Senate Republicans on Wednesday weighed in with a welfare reform package that seeks to make public assistance “a safety net, not a hammock.”
Minority Leader Dan McDonald, R-Bellevue, said nearly 300,000 Washington residents are on welfare, or about one in 20 people, and that previous “halfhearted tinkering” has done little good.
He and Sens. Jeannette Wood, R-Woodway, and Harold Hochstatter, R-Moses Lake, outline a series of bills aimed at getting recipients into jobs, training or community work, capping payments for welfare women who get pregnant, ending payments for unwed teen mothers who want to live independently, and cracking down on fraud and absent parents.
The series of bills are considered part of the dialogue between the House and Senate and members of both parties, McDonald said. The plans could dovetail with proposals being touted by House Republicans.

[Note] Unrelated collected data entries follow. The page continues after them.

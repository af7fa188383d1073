//! Storage boundary for products, counterfeit reports and scan history.
//!
//! The catalog is the only place identifier uniqueness is enforced. Registration pairs every
//! freshly generated identifier with [`ProductCatalog::insert_if_absent`] and regenerates on
//! [`CoreError::DuplicateVerificationId`](crate::CoreError::DuplicateVerificationId).
//!
//! Two backends are provided:
//! - [`MemoryStore`]: lock-protected maps, for tests and throwaway runs
//! - [`FileStore`]: sharded JSON documents under the configured data directory

mod file;
mod memory;

pub use file::FileStore;
pub use memory::MemoryStore;

use crate::config::{CoreConfig, StorageBackend};
use crate::product::{Product, ProductStatus};
use crate::report::CounterfeitReport;
use crate::scan::ScanRecord;
use crate::CoreResult;
use qb_verification_id::VerificationId;
use std::sync::Arc;

pub trait ProductCatalog: Send + Sync {
    /// Insert `product` unless its identifier is already taken.
    ///
    /// Must be atomic: two concurrent inserts of the same identifier cannot both succeed, and a
    /// losing insert leaves the existing record untouched.
    ///
    /// # Errors
    ///
    /// Returns [`CoreError::DuplicateVerificationId`](crate::CoreError::DuplicateVerificationId)
    /// if the identifier exists.
    fn insert_if_absent(&self, product: Product) -> CoreResult<Product>;

    fn get(&self, id: &VerificationId) -> CoreResult<Option<Product>>;

    /// Increment the scan counter and return the updated product, or `None` if unregistered.
    fn record_scan(&self, id: &VerificationId) -> CoreResult<Option<Product>>;

    /// # Errors
    ///
    /// Returns [`CoreError::ProductNotFound`](crate::CoreError::ProductNotFound) if absent.
    fn set_status(&self, id: &VerificationId, status: ProductStatus) -> CoreResult<Product>;

    /// All products, ordered by identifier.
    fn list_products(&self) -> CoreResult<Vec<Product>>;
}

pub trait ReportStore: Send + Sync {
    fn submit(&self, report: CounterfeitReport) -> CoreResult<()>;

    /// All reports, newest first.
    fn list_reports(&self) -> CoreResult<Vec<CounterfeitReport>>;
}

/// Append-only history of scans.
pub trait ScanLog: Send + Sync {
    fn append(&self, record: ScanRecord) -> CoreResult<()>;

    /// All scans, newest first.
    fn list_scans(&self) -> CoreResult<Vec<ScanRecord>>;
}

/// The stores a running process works against.
#[derive(Clone)]
pub struct Stores {
    pub catalog: Arc<dyn ProductCatalog>,
    pub reports: Arc<dyn ReportStore>,
    pub scans: Arc<dyn ScanLog>,
}

impl Stores {
    /// Open the backend selected in `cfg`.
    pub fn open(cfg: &CoreConfig) -> CoreResult<Self> {
        match cfg.storage_backend() {
            StorageBackend::File => {
                let store = Arc::new(FileStore::open(
                    cfg.products_dir(),
                    cfg.reports_dir(),
                    cfg.scans_dir(),
                )?);
                tracing::info!("using file storage under {}", cfg.data_dir().display());
                Ok(Self {
                    catalog: store.clone(),
                    reports: store.clone(),
                    scans: store,
                })
            }
            StorageBackend::Memory => {
                let store = Arc::new(MemoryStore::new());
                tracing::info!("using in-memory storage");
                Ok(Self {
                    catalog: store.clone(),
                    reports: store.clone(),
                    scans: store,
                })
            }
        }
    }
}
//! Launching jobs and delivering their events to the controller.

use std::sync::Arc;
use std::sync::atomic::{AtomicU64, Ordering};

use tokio::sync::mpsc;
use tokio::task::JoinHandle;
use tracing::{debug, info, info_span};

use ferry_core::{EngineConfig, FileList, FileRef, JobError, Ownership, PermissionSpec};
use ferry_scan::CancelToken;

use crate::attrs::{chmod, chown};
use crate::create::{CreateKind, create};
use crate::job::{JobContext, JobEvent, JobId, JobOutcome, JobState, SharedState};
use crate::link::link;
use crate::list::list;
use crate::observer::JobObserver;
use crate::operation::{FileOperation, OperationKind};
use crate::policy::{ProtectionPolicy, Unprotected};
use crate::rename::rename;
use crate::transfer::{TransferMode, transfer};
use crate::trash::trash;
use crate::unlink::unlink;

/// Starts jobs on the blocking thread pool of the current tokio runtime.
///
/// A runner holds the configuration and protection policy shared by all of
/// its jobs. Launch methods must be called from within a tokio runtime.
pub struct JobRunner {
    config: EngineConfig,
    policy: Arc<dyn ProtectionPolicy>,
    next_id: AtomicU64,
}

impl JobRunner {
    /// Create a runner that protects nothing.
    pub fn new(config: EngineConfig) -> Self {
        Self {
            config,
            policy: Arc::new(Unprotected),
            next_id: AtomicU64::new(1),
        }
    }

    /// Use `policy` for every job launched from now on.
    pub fn with_policy(mut self, policy: Arc<dyn ProtectionPolicy>) -> Self {
        self.policy = policy;
        self
    }

    pub fn config(&self) -> &EngineConfig {
        &self.config
    }

    /// Validate `operation` and start it.
    ///
    /// Fails without starting anything if a precondition does not hold.
    pub fn launch(&self, operation: FileOperation) -> Result<JobHandle, JobError> {
        operation.validate()?;

        let id = JobId(self.next_id.fetch_add(1, Ordering::Relaxed));
        let kind = operation.kind();
        let token = match self.config.job_deadline {
            Some(timeout) => CancelToken::with_deadline(timeout),
            None => CancelToken::new(),
        };
        let state = Arc::new(SharedState::new());
        let (tx, rx) = mpsc::channel(self.config.channel_capacity);

        let mut ctx = JobContext::new(
            id,
            token.clone(),
            tx,
            self.config.clone(),
            Arc::clone(&self.policy),
        );
        let worker_state = Arc::clone(&state);

        let worker = tokio::task::spawn_blocking(move || {
            let span = info_span!("job", id = id.0, %kind);
            let _enter = span.enter();

            worker_state.transition(JobState::Pending, JobState::Running);
            debug!("Job started");

            let result = execute(operation, &mut ctx);
            let outcome = JobOutcome::from_result(result, ctx.token());
            worker_state.finish(outcome.state());

            info!(%outcome, "Job finished");
            outcome
        });

        Ok(JobHandle {
            id,
            kind,
            token,
            state,
            events: rx,
            worker,
        })
    }

    pub fn launch_create(&self, files: FileList) -> Result<JobHandle, JobError> {
        self.launch(FileOperation::Create { files })
    }

    pub fn launch_mkdir(&self, files: FileList) -> Result<JobHandle, JobError> {
        self.launch(FileOperation::Mkdir { files })
    }

    pub fn launch_unlink(&self, files: FileList) -> Result<JobHandle, JobError> {
        self.launch(FileOperation::Unlink { files })
    }

    pub fn launch_link(&self, sources: FileList, targets: FileList) -> Result<JobHandle, JobError> {
        self.launch(FileOperation::Link { sources, targets })
    }

    pub fn launch_trash(&self, files: FileList) -> Result<JobHandle, JobError> {
        self.launch(FileOperation::Trash { files })
    }

    pub fn launch_restore(
        &self,
        sources: FileList,
        targets: FileList,
    ) -> Result<JobHandle, JobError> {
        self.launch(FileOperation::Restore { sources, targets })
    }

    pub fn launch_chown(
        &self,
        files: FileList,
        ownership: Ownership,
        recursive: bool,
    ) -> Result<JobHandle, JobError> {
        self.launch(FileOperation::Chown {
            files,
            ownership,
            recursive,
        })
    }

    pub fn launch_chmod(
        &self,
        files: FileList,
        permissions: PermissionSpec,
        recursive: bool,
    ) -> Result<JobHandle, JobError> {
        self.launch(FileOperation::Chmod {
            files,
            permissions,
            recursive,
        })
    }

    pub fn launch_list(&self, directory: FileRef) -> Result<JobHandle, JobError> {
        self.launch(FileOperation::List { directory })
    }

    pub fn launch_move(&self, sources: FileList, targets: FileList) -> Result<JobHandle, JobError> {
        self.launch(FileOperation::Move { sources, targets })
    }

    pub fn launch_copy(&self, sources: FileList, targets: FileList) -> Result<JobHandle, JobError> {
        self.launch(FileOperation::Copy { sources, targets })
    }

    pub fn launch_rename(
        &self,
        file: FileRef,
        new_name: impl Into<String>,
    ) -> Result<JobHandle, JobError> {
        self.launch(FileOperation::rename(file, new_name))
    }
}

impl Default for JobRunner {
    fn default() -> Self {
        Self::new(EngineConfig::default())
    }
}

fn execute(operation: FileOperation, ctx: &mut JobContext) -> Result<(), JobError> {
    match operation {
        FileOperation::Create { files } => create(ctx, files, CreateKind::File),
        FileOperation::Mkdir { files } => create(ctx, files, CreateKind::Directory),
        FileOperation::Unlink { files } => unlink(ctx, files),
        FileOperation::Link { sources, targets } => link(ctx, sources, targets),
        FileOperation::Trash { files } => trash(ctx, files),
        FileOperation::Restore { sources, targets } => {
            transfer(ctx, sources, targets, TransferMode::Restore)
        }
        FileOperation::Chown {
            files,
            ownership,
            recursive,
        } => chown(ctx, files, ownership, recursive),
        FileOperation::Chmod {
            files,
            permissions,
            recursive,
        } => chmod(ctx, files, permissions, recursive),
        FileOperation::List { directory } => list(ctx, directory),
        FileOperation::Move { sources, targets } => {
            transfer(ctx, sources, targets, TransferMode::Move)
        }
        FileOperation::Copy { sources, targets } => {
            transfer(ctx, sources, targets, TransferMode::Copy)
        }
        FileOperation::Rename { file, new_name } => rename(ctx, file, new_name),
    }
}

/// The controller's handle on a launched job.
///
/// Events are buffered until [`JobHandle::run`] delivers them. Dropping the
/// handle cancels the job at its next interaction with the controller.
pub struct JobHandle {
    id: JobId,
    kind: OperationKind,
    token: CancelToken,
    state: Arc<SharedState>,
    events: mpsc::Receiver<JobEvent>,
    worker: JoinHandle<JobOutcome>,
}

impl JobHandle {
    pub fn id(&self) -> JobId {
        self.id
    }

    pub fn kind(&self) -> OperationKind {
        self.kind
    }

    /// The current lifecycle state.
    pub fn state(&self) -> JobState {
        self.state.get()
    }

    /// Request cancellation. Idempotent.
    pub fn cancel(&self) {
        self.token.cancel();
    }

    /// A token that cancels this job, usable after the handle was consumed.
    pub fn canceller(&self) -> CancelToken {
        self.token.clone()
    }

    /// Deliver every event of the job to `observer` until it finishes.
    ///
    /// Prompts are answered by the observer and sent back to the worker.
    /// `on_finished` is called exactly once, after all other callbacks.
    pub async fn run<O>(mut self, observer: &mut O) -> JobOutcome
    where
        O: JobObserver + ?Sized,
    {
        while let Some(event) = self.events.recv().await {
            dispatch(event, observer);
        }

        let outcome = match self.worker.await {
            Ok(outcome) => outcome,
            Err(err) => {
                self.state.finish(JobState::Failed);
                JobOutcome::Failed(JobError::Worker {
                    message: err.to_string(),
                })
            }
        };

        observer.on_finished(&outcome);
        outcome
    }
}

fn dispatch<O>(event: JobEvent, observer: &mut O)
where
    O: JobObserver + ?Sized,
{
    match event {
        JobEvent::Progress(progress) => observer.on_progress(&progress),
        JobEvent::AskOverwrite(prompt) => {
            let response = observer.on_ask_overwrite(&prompt.message);
            prompt.respond(response);
        }
        JobEvent::AskSkip(prompt) => {
            let response = observer.on_ask_skip(&prompt.message);
            prompt.respond(response);
        }
        JobEvent::InfoMessage { text, ack } => {
            observer.on_info_message(&text);
            let _ = ack.send(());
        }
        JobEvent::NewFiles(files) => observer.on_new_files(files),
        JobEvent::FilesReady(ready) => {
            let handoff = observer.on_files_ready(ready.files);
            let _ = ready.reply.send(handoff);
        }
        JobEvent::Renamed { from, to } => observer.on_renamed(&from, &to),
    }
}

Welfare reform is a key item on the Republicans’ “Contract With Washington State.” House Republicans recently pushed a plan through committee that would limit most recipients to two years on the rolls and impose the payment cap for families.
Their Senate colleagues said Wednesday they may back a less restrictive plan, which calls for “ramping down” benefits, decreasing checks by 20 percent a year after the third year.
They seek to set up a 12-month residency requirement, limiting the grants to the same amount the person got in their previous home state. They want a “learnfare” program that includes incentives and sanctions.